**TASK TO COMPLETE:** Every line in the material below that includes "TeamSummary" should be copied.

**DATASET EXTRACT:**
= Beginning of Section =
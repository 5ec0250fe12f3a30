use chrono::{DateTime, Utc};
use serde::{Deserialize, Serialize};
use serde_json::Value as JsonValue;
use std::borrow::Cow;
use std::fmt;
use std::path::PathBuf;

/// Who a digest is about.
#[derive(Debug, Clone, Copy, Serialize, Deserialize, PartialEq, Eq, Hash)]
#[serde(tag = "kind", content = "id", rename_all = "snake_case")]
pub enum Subject {
    Team(u64),
    Player(u64),
}

impl Subject {
    pub fn kind(&self) -> &'static str {
        match self {
            Subject::Team(_) => "team",
            Subject::Player(_) => "player",
        }
    }

    pub fn id(&self) -> u64 {
        match self {
            Subject::Team(id) | Subject::Player(id) => *id,
        }
    }
}

impl fmt::Display for Subject {
    fn fmt(&self, f: &mut fmt::Formatter<'_>) -> fmt::Result {
        write!(f, "{} {}", self.kind(), self.id())
    }
}

/// One contest, as picked by the game locator.
#[derive(Debug, Clone, Serialize, Deserialize, PartialEq, Eq)]
pub struct GameReference {
    pub game_pk: u64,
    /// ISO `YYYY-MM-DD`.
    pub date: String,
    pub home_team: Option<String>,
    pub away_team: Option<String>,
    pub game_in_series: Option<u32>,
}

#[derive(Debug, Clone, Serialize, Deserialize, PartialEq, Eq, PartialOrd, Ord, Hash)]
#[serde(transparent)]
pub struct Timecode(pub String);

impl Timecode {
    pub fn as_str(&self) -> &str {
        &self.0
    }
}

impl fmt::Display for Timecode {
    fn fmt(&self, f: &mut fmt::Formatter<'_>) -> fmt::Result {
        f.write_str(&self.0)
    }
}

impl From<&str> for Timecode {
    fn from(value: &str) -> Self {
        Timecode(value.to_string())
    }
}

impl From<String> for Timecode {
    fn from(value: String) -> Self {
        Timecode(value)
    }
}

/// Raw live-feed document captured at one timecode. A `Null` feed stands in
/// for a snapshot that could not be fetched.
#[derive(Debug, Clone, Serialize, Deserialize, PartialEq)]
pub struct Snapshot {
    pub timecode: Timecode,
    pub feed: JsonValue,
}

/// Play identifier as found upstream. Each variant keeps the raw JSON it was
/// read from, so numeric ids serialize back as numbers.
///
/// Only strings and numbers are plain identifiers. Objects, arrays, booleans
/// and strings that decode to an object or array are `Structured`: they only
/// show up in malformed records.
#[derive(Debug, Clone, Serialize, Deserialize, PartialEq)]
#[serde(from = "JsonValue", into = "JsonValue")]
pub enum PlayId {
    Scalar(String),
    Numeric(serde_json::Number),
    Structured(JsonValue),
}

impl PlayId {
    /// `None` for JSON null, which upstream uses for "no play".
    pub fn from_json(value: &JsonValue) -> Option<Self> {
        match value {
            JsonValue::Null => None,
            other => Some(PlayId::from(other.clone())),
        }
    }

    /// Textual form of a plain identifier.
    pub fn as_scalar(&self) -> Option<Cow<'_, str>> {
        match self {
            PlayId::Scalar(id) => Some(Cow::Borrowed(id.as_str())),
            PlayId::Numeric(n) => Some(Cow::Owned(n.to_string())),
            PlayId::Structured(_) => None,
        }
    }

    pub fn is_scalar(&self) -> bool {
        !matches!(self, PlayId::Structured(_))
    }
}

/// A string carrying an encoded object or array.
fn encodes_container(text: &str) -> bool {
    let trimmed = text.trim_start();
    (trimmed.starts_with('{') || trimmed.starts_with('['))
        && serde_json::from_str::<JsonValue>(trimmed)
            .is_ok_and(|decoded| decoded.is_object() || decoded.is_array())
}

impl From<JsonValue> for PlayId {
    fn from(value: JsonValue) -> Self {
        match value {
            JsonValue::String(id) if encodes_container(&id) => {
                PlayId::Structured(JsonValue::String(id))
            }
            JsonValue::String(id) => PlayId::Scalar(id),
            JsonValue::Number(n) => PlayId::Numeric(n),
            other => PlayId::Structured(other),
        }
    }
}

impl From<PlayId> for JsonValue {
    fn from(value: PlayId) -> Self {
        match value {
            PlayId::Scalar(id) => JsonValue::String(id),
            PlayId::Numeric(n) => JsonValue::Number(n),
            PlayId::Structured(raw) => raw,
        }
    }
}

/// Flattened game state at one timecode. Every field is best effort.
#[derive(Debug, Clone, Serialize, Deserialize, Default, PartialEq)]
pub struct EventRecord {
    pub timecode: Option<Timecode>,
    pub inning: Option<i64>,
    pub half_inning: Option<String>,
    pub is_top_inning: Option<bool>,
    pub play_event: Option<String>,
    pub play_description: Option<String>,
    pub away_score: Option<i64>,
    pub home_score: Option<i64>,
    pub is_out: Option<bool>,
    pub balls: Option<i64>,
    pub strikes: Option<i64>,
    pub outs: Option<i64>,
    pub batter_id: Option<u64>,
    pub batter_name: Option<String>,
    pub batter_side: Option<String>,
    pub pitcher_id: Option<u64>,
    pub pitcher_name: Option<String>,
    pub pitcher_hand: Option<String>,
    pub pitch_type: Option<String>,
    pub pitch_speed: Option<f64>,
    pub pitch_call: Option<String>,
    pub pitch_code: Option<String>,
    pub play_id: Option<PlayId>,
}

impl EventRecord {
    pub fn involves(&self, player_id: u64) -> bool {
        self.batter_id == Some(player_id) || self.pitcher_id == Some(player_id)
    }

    /// One-line narrative used as grounding text for summaries.
    pub fn narrate(&self) -> String {
        let mut parts = Vec::new();
        if let (Some(half), Some(inning)) = (&self.half_inning, self.inning) {
            parts.push(format!("{half} {inning}"));
        }
        if let (Some(batter), Some(pitcher)) = (&self.batter_name, &self.pitcher_name) {
            parts.push(format!("{batter} vs {pitcher}"));
        }
        if let (Some(b), Some(s), Some(o)) = (self.balls, self.strikes, self.outs) {
            parts.push(format!("count {b}-{s}, {o} out"));
        }
        if let Some(pitch) = &self.pitch_type {
            match self.pitch_speed {
                Some(speed) => parts.push(format!("{pitch} at {speed} mph")),
                None => parts.push(pitch.clone()),
            }
        }
        if let Some(call) = &self.pitch_call {
            parts.push(call.clone());
        }
        if let Some(desc) = &self.play_description {
            parts.push(desc.clone());
        }
        parts.join("; ")
    }
}

/// Event records for one game in timecode order.
#[derive(Debug, Clone, Serialize, Deserialize, Default, PartialEq)]
pub struct Timeline {
    pub game_pk: u64,
    pub records: Vec<EventRecord>,
}

impl Timeline {
    pub fn len(&self) -> usize {
        self.records.len()
    }

    pub fn is_empty(&self) -> bool {
        self.records.is_empty()
    }

    pub fn iter(&self) -> impl Iterator<Item = &EventRecord> {
        self.records.iter()
    }
}

#[derive(Debug, Clone, Serialize, Deserialize, PartialEq, Eq)]
#[serde(tag = "selection", content = "play_id", rename_all = "snake_case")]
pub enum NotablePlaySelection {
    Play(String),
    NoNotablePlay,
}

impl NotablePlaySelection {
    pub fn play_id(&self) -> Option<&str> {
        match self {
            NotablePlaySelection::Play(id) => Some(id.as_str()),
            NotablePlaySelection::NoNotablePlay => None,
        }
    }
}

#[derive(Debug, Clone, Serialize, Deserialize, PartialEq)]
pub struct HighlightReport {
    pub game: GameReference,
    pub player_id: u64,
    pub total_records: usize,
    pub notable_events: Vec<EventRecord>,
    pub selection: NotablePlaySelection,
}

#[derive(Debug, Clone, Serialize, Deserialize, Default, PartialEq, Eq)]
pub struct TeamSummary {
    pub id: u64,
    pub name: Option<String>,
    pub abbreviation: Option<String>,
    pub venue: Option<String>,
    pub manager: Option<String>,
}

#[derive(Debug, Clone, Serialize, Deserialize, Default, PartialEq, Eq)]
pub struct Recap {
    pub headline: Option<String>,
    pub body: Option<String>,
    pub image_url: Option<String>,
}

/// Narrative grounding for one game.
#[derive(Debug, Clone, Serialize, Deserialize, PartialEq, Eq)]
pub struct GameContext {
    pub game: GameReference,
    pub team: Option<TeamSummary>,
    pub recap: Recap,
}

#[derive(Debug, Clone, Serialize)]
pub struct RunDigest {
    pub operation: &'static str,
    pub subject: Option<Subject>,
    pub game_pk: Option<u64>,
}

#[derive(Debug, Clone, Serialize, Deserialize, Default)]
pub struct ExportResult {
    pub path: Option<PathBuf>,
    pub lines: Option<Vec<String>>,
    pub total_records: usize,
    pub notable_records: usize,
}

#[derive(Debug, Clone, Serialize)]
pub struct HeaderLine {
    pub export_version: &'static str,
    pub generated_at: DateTime<Utc>,
    pub game_pk: u64,
}

#[derive(Debug, Clone, Serialize)]
pub struct RecordLine {
    pub index: usize,
    pub notable: bool,
    pub record: EventRecord,
}

#[derive(Debug, Clone, Serialize)]
pub struct FooterLine {
    pub total_records: usize,
    pub notable_records: usize,
}

#[derive(Debug, Clone, Serialize)]
#[serde(tag = "type", rename_all = "snake_case")]
pub enum JsonlLine {
    Header(HeaderLine),
    Record(RecordLine),
    Footer(FooterLine),
}

#[cfg(test)]
mod tests {
    use super::*;
    use serde_json::json;

    #[test]
    fn play_id_splits_scalars_from_blobs() {
        assert_eq!(
            PlayId::from_json(&json!("a1b2")),
            Some(PlayId::Scalar("a1b2".into()))
        );
        assert_eq!(
            PlayId::from_json(&json!(42)).and_then(|id| id.as_scalar().map(Cow::into_owned)),
            Some("42".to_string())
        );
        assert!(matches!(
            PlayId::from_json(&json!({})),
            Some(PlayId::Structured(_))
        ));
        assert!(matches!(
            PlayId::from_json(&json!([1])),
            Some(PlayId::Structured(_))
        ));
        assert_eq!(PlayId::from_json(&JsonValue::Null), None);
    }

    #[test]
    fn encoded_containers_and_booleans_are_not_plain_ids() {
        for raw in [
            json!("{\"playId\":null}"),
            json!("  [1, 2]"),
            json!(true),
            json!(false),
        ] {
            let id = PlayId::from_json(&raw).expect("present");
            assert!(!id.is_scalar(), "{raw} should not be a plain id");
            assert_eq!(id.as_scalar(), None);
        }
        for raw in [json!("{not json"), json!("[draft"), json!("0b9c2f7e-1111")] {
            let id = PlayId::from_json(&raw).expect("present");
            assert!(id.is_scalar(), "{raw} should be a plain id");
        }
    }

    #[test]
    fn play_ids_round_trip_their_raw_json() {
        for raw in [json!(42), json!("42"), json!("{\"playId\":null}"), json!({"a": 1})] {
            let record = EventRecord {
                play_id: PlayId::from_json(&raw),
                ..EventRecord::default()
            };
            let value = serde_json::to_value(&record).unwrap();
            assert_eq!(value["play_id"], raw);
            let back: EventRecord = serde_json::from_value(value).unwrap();
            assert_eq!(back.play_id, record.play_id);
        }
    }

    #[test]
    fn play_id_serializes_as_raw_json() {
        let record = EventRecord {
            play_id: Some(PlayId::Scalar("abc".into())),
            ..EventRecord::default()
        };
        let value = serde_json::to_value(&record).unwrap();
        assert_eq!(value["play_id"], json!("abc"));

        let back: EventRecord = serde_json::from_value(value).unwrap();
        assert_eq!(back.play_id, Some(PlayId::Scalar("abc".into())));
    }

    #[test]
    fn subject_display_names_kind() {
        assert_eq!(Subject::Player(660271).to_string(), "player 660271");
    }
}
= End of Section =
**OUTPUT FOR THIS TASK:**
pub struct TeamSummary {
    pub team: Option<TeamSummary>,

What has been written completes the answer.